Collected data entries
▼

//! PDF stage: HTML → PDF bytes through a headless browser.
//!
//! ## Browser lifetime
//!
//! Every call launches its own browser and closes it before returning. Once
//! [`BrowserLauncher::launch`] has succeeded, [`BrowserSession::close`] runs
//! exactly once whatever happens while loading or printing:
//!
//! | load/print | close  | result                               |
//! |------------|--------|--------------------------------------|
//! | ok         | ok     | `Ok(pdf)`                            |
//! | ok         | failed | `Ok(pdf)`, close failure logged      |
//! | failed     | any    | the load/print error, close logged   |
//!
//! Each step (launch, load, print, close) is bounded by
//! [`PdfOptions::timeout_secs`].

use crate::config::PdfOptions;
use crate::error::Notes2PdfError;
use async_trait::async_trait;
use std::future::Future;
use std::time::Instant;
use tokio::time::{timeout, Duration};
use tracing::{debug, info, warn};

/// Starts a browser for one PDF render.
#[async_trait]
pub trait BrowserLauncher: Send + Sync {
    async fn launch(&self, options: &PdfOptions) -> Result<Box<dyn BrowserSession>, Notes2PdfError>;
}

/// A running browser with (at most) one page.
#[async_trait]
pub trait BrowserSession: Send {
    /// Open a page, load `html` into it and wait until network activity is
    /// idle.
    async fn load_html(&mut self, html: &str) -> Result<(), Notes2PdfError>;

    /// Print the loaded page.
    async fn print_pdf(&mut self, options: &PdfOptions) -> Result<Vec<u8>, Notes2PdfError>;

    /// Shut the browser down. Must tolerate being called after a failed step.
    async fn close(&mut self) -> Result<(), Notes2PdfError>;
}

/// Render `html` to PDF bytes with a freshly launched browser.
pub async fn render_pdf(
    launcher: &dyn BrowserLauncher,
    html: &str,
    options: &PdfOptions,
) -> Result<Vec<u8>, Notes2PdfError> {
    let start = Instant::now();
    let limit = Duration::from_secs(options.timeout_secs);

    let mut session =
        bounded(limit, options.timeout_secs, "launch", launcher.launch(options)).await?;
    debug!("Browser launched in {:?}", start.elapsed());

    let printed = load_and_print(session.as_mut(), html, options, limit).await;

    match bounded(limit, options.timeout_secs, "close", session.close()).await {
        Ok(()) => debug!("Browser closed"),
        Err(e) => warn!("Failed to close browser cleanly: {}", e),
    }

    let pdf = printed?;
    info!("Rendered PDF: {} bytes in {:?}", pdf.len(), start.elapsed());
    Ok(pdf)
}

async fn load_and_print(
    session: &mut dyn BrowserSession,
    html: &str,
    options: &PdfOptions,
    limit: Duration,
) -> Result<Vec<u8>, Notes2PdfError> {
    bounded(limit, options.timeout_secs, "page load", session.load_html(html)).await?;
    bounded(limit, options.timeout_secs, "print", session.print_pdf(options)).await
}

async fn bounded<T, F>(
    limit: Duration,
    secs: u64,
    stage: &'static str,
    step: F,
) -> Result<T, Notes2PdfError>
where
    F: Future<Output = Result<T, Notes2PdfError>>,
{
    timeout(limit, step)
        .await
        .map_err(|_| Notes2PdfError::BrowserTimeout { stage, secs })?
}

#[cfg(test)]
mod tests {
    use super::*;
    use crate::testing::{FakeLauncher, FakeStep};

    const HTML: &str = "<html><body><h1>Notes</h1></body></html>";

    #[tokio::test]
    async fn success_closes_once() {
        let launcher = FakeLauncher::new();
        let pdf = render_pdf(&launcher, HTML, &PdfOptions::default()).await.unwrap();
        assert!(pdf.starts_with(b"%PDF"));
        assert_eq!(launcher.launches(), 1);
        assert_eq!(launcher.closes(), 1);
        assert_eq!(launcher.loaded_html(), vec![HTML.to_string()]);
    }

    #[tokio::test]
    async fn load_failure_still_closes_once() {
        let launcher = FakeLauncher::new().failing_at(FakeStep::Load);
        let err = render_pdf(&launcher, HTML, &PdfOptions::default()).await.unwrap_err();
        assert!(matches!(err, Notes2PdfError::PageLoadFailed { .. }));
        assert_eq!(launcher.closes(), 1);
    }

    #[tokio::test]
    async fn print_failure_still_closes_once() {
        let launcher = FakeLauncher::new().failing_at(FakeStep::Print);
        let err = render_pdf(&launcher, HTML, &PdfOptions::default()).await.unwrap_err();
        assert!(matches!(err, Notes2PdfError::PdfExportFailed { .. }));
        assert_eq!(launcher.closes(), 1);
    }

    #[tokio::test]
    async fn close_failure_after_print_keeps_pdf() {
        let launcher = FakeLauncher::new().failing_at(FakeStep::Close);
        let pdf = render_pdf(&launcher, HTML, &PdfOptions::default()).await.unwrap();
        assert!(pdf.starts_with(b"%PDF"));
        assert_eq!(launcher.closes(), 1);
    }

    #[tokio::test]
    async fn launch_failure_never_closes() {
        let launcher = FakeLauncher::new().failing_at(FakeStep::Launch);
        let err = render_pdf(&launcher, HTML, &PdfOptions::default()).await.unwrap_err();
        assert!(matches!(err, Notes2PdfError::BrowserLaunchFailed { .. }));
        assert_eq!(launcher.closes(), 0);
    }

    #[tokio::test(start_paused = true)]
    async fn hung_load_times_out_and_closes() {
        let launcher = FakeLauncher::new().hanging_at(FakeStep::Load);
        let options = PdfOptions {
            timeout_secs: 2,
            ..PdfOptions::default()
        };
        let err = render_pdf(&launcher, HTML, &options).await.unwrap_err();
        assert!(matches!(
            err,
            Notes2PdfError::BrowserTimeout { stage: "page load", secs: 2 }
        ));
        assert_eq!(launcher.closes(), 1);
    }
}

▲

**What you have to do**
Among the lines above, find those with the word "matches" and list them.

**Response area**
        assert!(matches!(err, Notes2PdfError::PageLoadFailed { .. }));
        assert!(matches!(err, Notes2PdfError::PdfExportFailed { .. }));
        assert!(matches!(err, Notes2PdfError::BrowserLaunchFailed { .. }));
        assert!(matches!(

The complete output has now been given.